▶ WORK INSTRUCTION:
Your task is to copy the stretch of lines in the records below that begins with the line containing "the record store." and ends with the line containing "they belong to.", exactly as written, with nothing added.

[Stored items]
//! Retention policy.
//!
//! Decides whether a record dated on a given day is still live relative to
//! "today". The caller captures today once per run and passes it to every
//! check, so a single run never straddles two different notions of now.

use chrono::{Days, NaiveDate};
use serde::Deserialize;

/// Default rolling window length in days.
pub const DEFAULT_WINDOW_DAYS: u32 = 7;

/// Default tolerance for items dated in the future, in days.
pub const DEFAULT_FUTURE_TOLERANCE_DAYS: u32 = 1;

/// Which retention semantics are in force for a deployment.
#[derive(Debug, Clone, Copy, PartialEq, Eq, Deserialize)]
#[serde(rename_all = "snake_case")]
pub enum PolicyKind {
    /// Only records dated today are live.
    SameDay,
    /// Records within a rolling window of days are live.
    Rolling,
}

/// The temporal window that determines whether a record is live.
#[derive(Debug, Clone, Copy, PartialEq, Eq)]
pub enum RetentionPolicy {
    /// Expired unless dated on the same UTC calendar day as today.
    SameDay,
    /// Expired unless `today - window_days < date <= today + future_tolerance_days`.
    Rolling {
        window_days: u32,
        future_tolerance_days: u32,
    },
}

impl Default for RetentionPolicy {
    fn default() -> Self {
        RetentionPolicy::rolling(DEFAULT_WINDOW_DAYS)
    }
}

impl RetentionPolicy {
    /// Rolling window with the default future tolerance.
    pub fn rolling(window_days: u32) -> Self {
        RetentionPolicy::Rolling {
            window_days,
            future_tolerance_days: DEFAULT_FUTURE_TOLERANCE_DAYS,
        }
    }

    /// Check whether a record dated `date` has aged out as of `today`.
    pub fn is_expired(&self, date: NaiveDate, today: NaiveDate) -> bool {
        match *self {
            RetentionPolicy::SameDay => date != today,
            RetentionPolicy::Rolling {
                window_days,
                future_tolerance_days,
            } => {
                // A bound that falls off the calendar does not constrain anything.
                let after_floor = today
                    .checked_sub_days(Days::new(u64::from(window_days)))
                    .map_or(true, |floor| date > floor);
                let before_ceiling = today
                    .checked_add_days(Days::new(u64::from(future_tolerance_days)))
                    .map_or(true, |ceiling| date <= ceiling);
                !(after_floor && before_ceiling)
            }
        }
    }

    /// Inverse of [`is_expired`](Self::is_expired).
    pub fn is_live(&self, date: NaiveDate, today: NaiveDate) -> bool {
        !self.is_expired(date, today)
    }

    /// Short name used in logs.
    pub fn name(&self) -> &'static str {
        match self {
            RetentionPolicy::SameDay => "same-day",
            RetentionPolicy::Rolling { .. } => "rolling",
        }
    }
}
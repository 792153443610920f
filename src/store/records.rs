//! In-memory keyed record collection.

use std::collections::hash_map::Entry;
use std::collections::HashMap;

use crate::store::record::FeedRecord;

/// A set of feed records keyed by id.
///
/// Keys are unique; iteration order carries no meaning.
#[derive(Debug, Clone, Default, PartialEq, Eq)]
pub struct RecordStore {
    records: HashMap<String, FeedRecord>,
}

impl RecordStore {
    /// Create an empty store.
    pub fn new() -> Self {
        Self::default()
    }

    /// Number of records.
    pub fn len(&self) -> usize {
        self.records.len()
    }

    /// Whether the store holds no records.
    pub fn is_empty(&self) -> bool {
        self.records.is_empty()
    }

    /// Look up a record by id.
    pub fn get(&self, id: &str) -> Option<&FeedRecord> {
        self.records.get(id)
    }

    /// Whether a record with this id is present.
    pub fn contains(&self, id: &str) -> bool {
        self.records.contains_key(id)
    }

    /// Insert a record, replacing any record with the same id.
    ///
    /// Returns the replaced record.
    pub fn insert(&mut self, record: FeedRecord) -> Option<FeedRecord> {
        self.records.insert(record.id.clone(), record)
    }

    /// Insert a record only if its id is not present yet.
    ///
    /// Returns `true` if the record was inserted.
    pub fn insert_new(&mut self, record: FeedRecord) -> bool {
        match self.records.entry(record.id.clone()) {
            Entry::Occupied(_) => false,
            Entry::Vacant(slot) => {
                slot.insert(record);
                true
            }
        }
    }

    /// Keep only the records for which `keep` returns true.
    ///
    /// Returns the removed records.
    pub fn retain<F>(&mut self, mut keep: F) -> Vec<FeedRecord>
    where
        F: FnMut(&FeedRecord) -> bool,
    {
        let mut removed = Vec::new();
        self.records.retain(|_, record| {
            if keep(record) {
                true
            } else {
                removed.push(record.clone());
                false
            }
        });
        removed
    }

    /// Iterate over the records in arbitrary order.
    pub fn iter(&self) -> impl Iterator<Item = &FeedRecord> {
        self.records.values()
    }

    /// Records ordered by id.
    pub fn sorted(&self) -> Vec<&FeedRecord> {
        let mut records: Vec<&FeedRecord> = self.records.values().collect();
        records.sort_by(|a, b| a.id.cmp(&b.id));
        records
    }
}

impl FromIterator<FeedRecord> for RecordStore {
    /// Later records replace earlier ones with the same id.
    fn from_iter<I: IntoIterator<Item = FeedRecord>>(iter: I) -> Self {
        let mut store = RecordStore::new();
        for record in iter {
            store.insert(record);
        }
        store
    }
}
//! Error types for feedrelay.

use thiserror::Error;

/// Common error type for feedrelay.
#[derive(Error, Debug)]
pub enum RelayError {
    /// I/O error while reading or writing the source list or the record store.
    #[error("I/O error: {0}")]
    Io(#[from] std::io::Error),

    /// A stored record carries a date that cannot be parsed.
    ///
    /// The store file is considered corrupt; the run cannot safely continue.
    #[error("corrupt record store at line {line}: invalid date {value:?}")]
    CorruptStore { line: usize, value: String },

    /// Feed retrieval or feed parsing failed for one source.
    #[error("fetch error: {0}")]
    Fetch(String),

    /// Delivering one record to the notification sink failed.
    #[error("notify error: {0}")]
    Notify(String),

    /// Configuration error.
    #[error("configuration error: {0}")]
    Config(String),

    /// Validation error for user supplied values.
    #[error("validation error: {0}")]
    Validation(String),
}

impl RelayError {
    /// Whether this error compromises the integrity of the whole run.
    ///
    /// Fetch and notify errors are contained at the boundary of the source
    /// or record they belong to.
    pub fn is_fatal(&self) -> bool {
        !matches!(self, RelayError::Fetch(_) | RelayError::Notify(_))
    }
}

/// Result type alias for feedrelay operations.
pub type Result<T> = std::result::Result<T, RelayError>;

▶ EXERCISE RESULT:
    /// I/O error while reading or writing the source list or the record store.
    #[error("I/O error: {0}")]
    Io(#[from] std::io::Error),

    /// A stored record carries a date that cannot be parsed.
    ///
    /// The store file is considered corrupt; the run cannot safely continue.
    #[error("corrupt record store at line {line}: invalid date {value:?}")]
    CorruptStore { line: usize, value: String },

    /// Feed retrieval or feed parsing failed for one source.
    #[error("fetch error: {0}")]
    Fetch(String),

    /// Delivering one record to the notification sink failed.
    #[error("notify error: {0}")]
    Notify(String),

    /// Configuration error.
    #[error("configuration error: {0}")]
    Config(String),

    /// Validation error for user supplied values.
    #[error("validation error: {0}")]
    Validation(String),
}

impl RelayError {
    /// Whether this error compromises the integrity of the whole run.
    ///
    /// Fetch and notify errors are contained at the boundary of the source
    /// or record they belong to.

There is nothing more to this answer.